Whereupon I was asked how it was possible that the great white man could be poorly educated and ignorant?

I said that in Britain there were large numbers of poor and ignorant people, though not nearly as poor as the people in Africa, and these did all the hard work of the country, just as the Africans did here.

What did I think of Partnership?

I said I thought Prime Minister Todd and his men were quite sincere about Partnership. This was received in non-committal silence.

Why was it that when white people came out from Britain, first they were indignant about the colour bar and the treatment of the Africans, and then they very fast became just as rude and cruel as the old Rhodesians?

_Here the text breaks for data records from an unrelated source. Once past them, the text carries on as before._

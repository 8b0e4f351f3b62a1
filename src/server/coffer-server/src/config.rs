//! Command-line and environment configuration.

use std::net::SocketAddr;
use std::path::PathBuf;
use std::time::Duration;

use anyhow::{Context, Result};
use clap::Parser;
use coffer_gateway::RunMode;

#[derive(Debug, Parser)]
#[command(name = "coffer-server")]
#[command(about = "Coffer - local secret broker and configuration bundle server")]
#[command(version)]
pub struct Cli {
    /// Bind host (keep on loopback; requests are not authenticated)
    #[arg(long, default_value = "127.0.0.1", env = "COFFER_HOST")]
    pub host: String,

    /// Bind port
    #[arg(long, default_value_t = 3000, env = "COFFER_PORT")]
    pub port: u16,

    /// Identity used to log into Proton Pass
    #[arg(long, env = "COFFER_IDENTITY")]
    pub identity: Option<String>,

    /// Enable test mode (no login, fixed secret fixtures)
    #[arg(long, env = "COFFER_TEST_MODE")]
    pub test_mode: bool,

    /// Path of the prebuilt configuration bundle
    #[arg(long, default_value = "dist/config.js", env = "COFFER_BUNDLE_PATH")]
    pub bundle: PathBuf,

    /// Proton Pass CLI executable
    #[arg(long, default_value = "pass-cli", env = "COFFER_PASS_CLI")]
    pub pass_cli: PathBuf,

    /// Exit code the Proton Pass CLI uses for a missing item
    #[arg(long, env = "COFFER_PASS_CLI_NOT_FOUND_CODE")]
    pub pass_cli_not_found_code: Option<i32>,

    /// Seconds before a credential tool invocation is killed
    #[arg(long, default_value_t = 10, env = "COFFER_LOOKUP_TIMEOUT_SECS")]
    pub lookup_timeout_secs: u64,
}

impl Cli {
    /// Resolves host and port into a socket address.
    pub fn bind_addr(&self) -> Result<SocketAddr> {
        let ip = self
            .host
            .parse()
            .with_context(|| format!("Invalid bind host: {}", self.host))?;
        Ok(SocketAddr::new(ip, self.port))
    }

    pub fn run_mode(&self) -> RunMode {
        RunMode::from_test_flag(self.test_mode)
    }

    pub fn lookup_timeout(&self) -> Duration {
        Duration::from_secs(self.lookup_timeout_secs)
    }
}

I said there were two reasons. One was that any white person who really fought against the colour bar was not popular among his own kind; and someone who had just emigrated from his own country to a new life here had great pressure put on him to conform. And besides, among any people, and no doubt that went for the Africans, too, there was never more than a minority who rebelled against a Government or a system.

This was received in silence; I think a dissenting one.

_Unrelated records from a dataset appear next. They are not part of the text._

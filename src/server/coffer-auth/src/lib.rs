//! # Coffer Auth
//!
//! Startup authentication against the credential store.
//!
//! The broker logs in exactly once, before it binds its listener. A failed
//! login is fatal to startup; test mode skips the login altogether.

#![forbid(unsafe_code)]
#![warn(missing_docs)]

pub mod authenticator;
pub mod backend;
pub mod error;

pub use authenticator::{AuthState, StartupAuthenticator};
pub use backend::LoginBackend;
pub use error::AuthError;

I said that the most important reason was that a number of
the people who came out from Britain were not necessarily the best; and when they suddenly found themselves in the position of baases, able to push other people around, it went to their heads—I had been going to say that no doubt a certain number of Africans, if given the chance, would like to push other Africans around, a trend which was already very evident; but I was not allowed to get so far, for a stamping roar of approval went up, and what I was saying got drowned in the noise.

Then one of the teachers recited a piece from the American Declaration of Independence, and another came out and acted for us the old father in
Cry the Beloved Country
, mourning for his son:

‘And now for all the people of Africa, the beloved country. Nkosi Sikelel’ iAfrika, God save Africa. But he would not see that salvation. It lay afar off, because men were afraid of it. Because, to tell the truth, they were afraid of him and his wife and Msimangu and the young demonstrator. And what was there evil in their desires, in their hunger? That men should walk upright in the land where they were born, and be free to use the fruits of the earth, what was there evil in it? Yet men were afraid, with a fear that was deep, deep in the heart, a fear so deep that they hid their kindness, or brought it out with fierceness and anger, and hid it behind fierce and frowning eyes. They were afraid because they were so few. And such fear could not be cast out, but by love.

‘It was Msimangu who had said, Msimangu who had no hate for any man, I have one great fear in my heart, that one day when they turn to loving they will find we are turned to hating.

‘Oh, the grave and the sombre words.’

We all listened in complete silence; and it was like being in church, too grave an occasion for applause.

And afterwards we, the white people, went to another juke-boxed, Coca-Cola’d milk bar, full of white youth who had just come out of the cinema, and the Africans went back to their brick rabbit-holes.

 

Standing in the dust outside a long row of brick rooms, looking in: table and chairs raised to the ceiling on ropes, two narrow iron bedsteads crammed in, covering all the floor-space, and about a dozen people sitting on the beds. Four young men,
who were legally living in the room; four young women, their ‘spares’ a visiting preacher; four old wives, jolly and fat; and a sampling of small children. They were singing a syncopated hymn-tune to mouth-organs and banjoes.